OPINION: Satire: Dogs and cats react to the quarantine

Furry friends learn to deal with the ‘new normal’

Dogs+and+cats+have+responded+very+differently+to+the+coronavirus+quarantine.

FEIRAN ZOU

Dogs and cats have responded very differently to the coronavirus quarantine.

JACOB HERSH, Evergreen opinion editor

While many have studied and acknowledged the impact of the quarantine on the economy, local business and healthcare workers, few have examined the effect the lockdown has had on our furry animal companions. Dogs and cats, man’s best friend and man’s casual roommate (respectively), have been hit just as hard by this pandemic, albeit in massively different ways.

I managed to get comments from some dogs and cats willing to speak with the paper about their experience with the quarantine using the very latest in Evergreen technology: Auto-Recorder (Feline/Canine), also known as A.R.F.

“Holy SH-T, dude, I’m having the time of my goddamned life,” said Buckley, a yellow lab living in Spokane. “Every day it’s a walk in the morning, an extra scoop of food at night, maybe we watch a little of the new Waco documentary.
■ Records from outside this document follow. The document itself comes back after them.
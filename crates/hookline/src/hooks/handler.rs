//! Hook handlers and the cloneable [`Hook`] handle the registry stores.

use std::fmt;
use std::sync::Arc;

use async_trait::async_trait;
use futures::future::BoxFuture;

use hookline_core::HookResult;

use super::definitions::HookId;

/// Trait for hook handler implementations.
///
/// A handler may mutate the context in place and return `Ok(None)`, or
/// return `Ok(Some(next))` to replace the context for every later hook.
/// Returning `Err` aborts the chain.
#[async_trait]
pub trait HookHandler<C>: Send + Sync {
    /// Handles a hook invocation.
    async fn handle(&self, ctx: &mut C) -> HookResult<Option<C>>;

    /// Name used in logs and error messages.
    fn label(&self) -> &str {
        std::any::type_name::<Self>()
    }
}

/// Adapts a closure returning a boxed future into a [`HookHandler`].
struct FnHandler<F> {
    f: F,
    label: String,
}

#[async_trait]
impl<C, F> HookHandler<C> for FnHandler<F>
where
    C: Send + 'static,
    F: for<'a> Fn(&'a mut C) -> BoxFuture<'a, HookResult<Option<C>>> + Send + Sync + 'static,
{
    async fn handle(&self, ctx: &mut C) -> HookResult<Option<C>> {
        (self.f)(ctx).await
    }

    fn label(&self) -> &str {
        &self.label
    }
}

/// Handle to a registered (or registrable) hook.
///
/// Cloning is cheap and keeps the same [`HookId`], so a clone kept by the
/// caller can later unregister the hook. Two handles built from the same
/// handler value separately are distinct hooks.
pub struct Hook<C> {
    id: HookId,
    handler: Arc<dyn HookHandler<C>>,
}

impl<C> Hook<C>
where
    C: Send + 'static,
{
    /// Wraps a handler into a new hook with a fresh identity.
    pub fn new(handler: impl HookHandler<C> + 'static) -> Self {
        Self::from_arc(Arc::new(handler))
    }

    /// Wraps a shared handler into a new hook with a fresh identity.
    pub fn from_arc(handler: Arc<dyn HookHandler<C>>) -> Self {
        Self {
            id: HookId::new(),
            handler,
        }
    }

    /// Builds a hook from a closure.
    ///
    /// ```rust,ignore
    /// let bump = Hook::from_fn(|ctx: &mut Counter| Box::pin(async move {
    ///     ctx.a += 10;
    ///     Ok(None)
    /// }));
    /// ```
    pub fn from_fn<F>(f: F) -> Self
    where
        F: for<'a> Fn(&'a mut C) -> BoxFuture<'a, HookResult<Option<C>>> + Send + Sync + 'static,
    {
        Self::from_fn_named("closure", f)
    }

    /// Builds a hook from a closure with a label for logs.
    pub fn from_fn_named<F>(label: impl Into<String>, f: F) -> Self
    where
        F: for<'a> Fn(&'a mut C) -> BoxFuture<'a, HookResult<Option<C>>> + Send + Sync + 'static,
    {
        Self::new(FnHandler {
            f,
            label: label.into(),
        })
    }

    /// Returns the identity of this handle.
    pub fn id(&self) -> HookId {
        self.id
    }

    /// Returns the handler label.
    pub fn label(&self) -> &str {
        self.handler.label()
    }

    /// Invokes the handler once.
    pub async fn call(&self, ctx: &mut C) -> HookResult<Option<C>> {
        self.handler.handle(ctx).await
    }
}

impl<C> Clone for Hook<C> {
    fn clone(&self) -> Self {
        Self {
            id: self.id,
            handler: Arc::clone(&self.handler),
        }
    }
}

impl<C> PartialEq for Hook<C> {
    fn eq(&self, other: &Self) -> bool {
        self.id == other.id
    }
}

impl<C> Eq for Hook<C> {}

impl<C> fmt::Debug for Hook<C> {
    fn fmt(&self, f: &mut fmt::Formatter<'_>) -> fmt::Result {
        f.debug_struct("Hook").field("id", &self.id).finish_non_exhaustive()
    }
}

#[cfg(test)]
mod tests {
    use super::*;

    #[derive(Debug, Default, PartialEq)]
    struct Counter {
        value: i64,
    }

    struct Double;

    #[async_trait]
    impl HookHandler<Counter> for Double {
        async fn handle(&self, ctx: &mut Counter) -> HookResult<Option<Counter>> {
            ctx.value *= 2;
            Ok(None)
        }

        fn label(&self) -> &str {
            "double"
        }
    }

    #[tokio::test]
    async fn test_call_mutates_in_place() {
        let hook = Hook::new(Double);
        let mut ctx = Counter { value: 4 };
        let outcome = hook.call(&mut ctx).await.unwrap();
        assert!(outcome.is_none());
        assert_eq!(ctx.value, 8);
    }

    #[tokio::test]
    async fn test_from_fn_can_replace_context() {
        let hook = Hook::<Counter>::from_fn(|ctx| {
            Box::pin(async move { Ok(Some(Counter { value: ctx.value + 1 })) })
        });
        let mut ctx = Counter { value: 1 };
        let outcome = hook.call(&mut ctx).await.unwrap();
        assert_eq!(outcome, Some(Counter { value: 2 }));
        assert_eq!(hook.label(), "closure");
    }

    #[test]
    fn test_clone_keeps_identity() {
        let hook = Hook::new(Double);
        let clone = hook.clone();
        assert_eq!(hook.id(), clone.id());
        assert_eq!(hook, clone);
        assert_eq!(clone.label(), "double");
    }

    #[test]
    fn test_shared_handler_gets_distinct_identities() {
        let handler: Arc<dyn HookHandler<Counter>> = Arc::new(Double);
        let first = Hook::from_arc(handler.clone());
        let second = Hook::from_arc(handler);
        assert_ne!(first, second);
    }
}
It’s the best, the people WILL NOT LEAVE.”

“The people WILL NOT LEAVE,” said Mr. Meowgi, a spotted tabby from Colfax. “Usually it’s ‘home in the evening, leave in the morning’ and then I have the whole house to myself. I’ll have a few lady cats over, listen to NPR, maybe graphically disembowel a mouse in a display of ritualistic murder … but I can’t do that when the people are home 24 F-CKING 7!”

Obviously, our animal companions are reacting to the crisis in different ways. Dogs, naturally more sociable animals, see this quarantine as a valuable opportunity. Cats, on the other hand, are more solitary creatures, and as such, haven’t taken kindly to the lockdown.

“To be honest, I like my owners,” said Juan-Carlos, a striped tortoiseshell from Seattle. “They’re not abject morons, and usually I can stand them for short periods of time, normally at 3 in the morning or right as they’re going out the door for work. But this is getting out of hand, I gotta say.”

Some cats have started miniature support groups for victims of “excessive socialization.” They meet for an hour every week on average and discuss how the quarantine has ruined their daily routine and way of life.

“I’m like a jungle cat, bro,” said Henry Kissin-purr, a Siamese from Portland. “I gotta, you know, do my thing, all solitary and quiet. Ninja of the nighttime, they call me,” he said, pushing a glass of water off a tabletop.

In a shockingly political turn of events, different species have apparently supported different quarantine lengths.

“I think we should extend the quarantine, honestly,” said Atticus, a dachshund from Beaverton. “Yeah, for the safety of doctors, or something. Whatever. I gotta go, I’ve got an appointment with my owner to eat salmon scraps from under the table.”

Dogs, it appears, support a lengthening of the controversial lockdown, in a move that is definitely not related to their own personal feelings on the matter.

“Look, all I’m saying is, I haven’t had this much attention since I was a puppy,” said Fitzroy, a golden retriever from Pullman. “This whole lockdown ends, and it’s back to a walk a day, tops. I’ve had a taste of the good life, man, I can’t go back. Is this what it was like to be Checkers?” he questioned, referring to Nixon’s infamous cocker spaniel.

Regardless of species, animals have learned to adapt to our new form of life. Dolphins are swimming in the Venice canals, deer are returning to forests, and I just saw a pigeon take a dump on my freshly washed Civic, right in front of my face. Nature, in all forms, is making a comeback.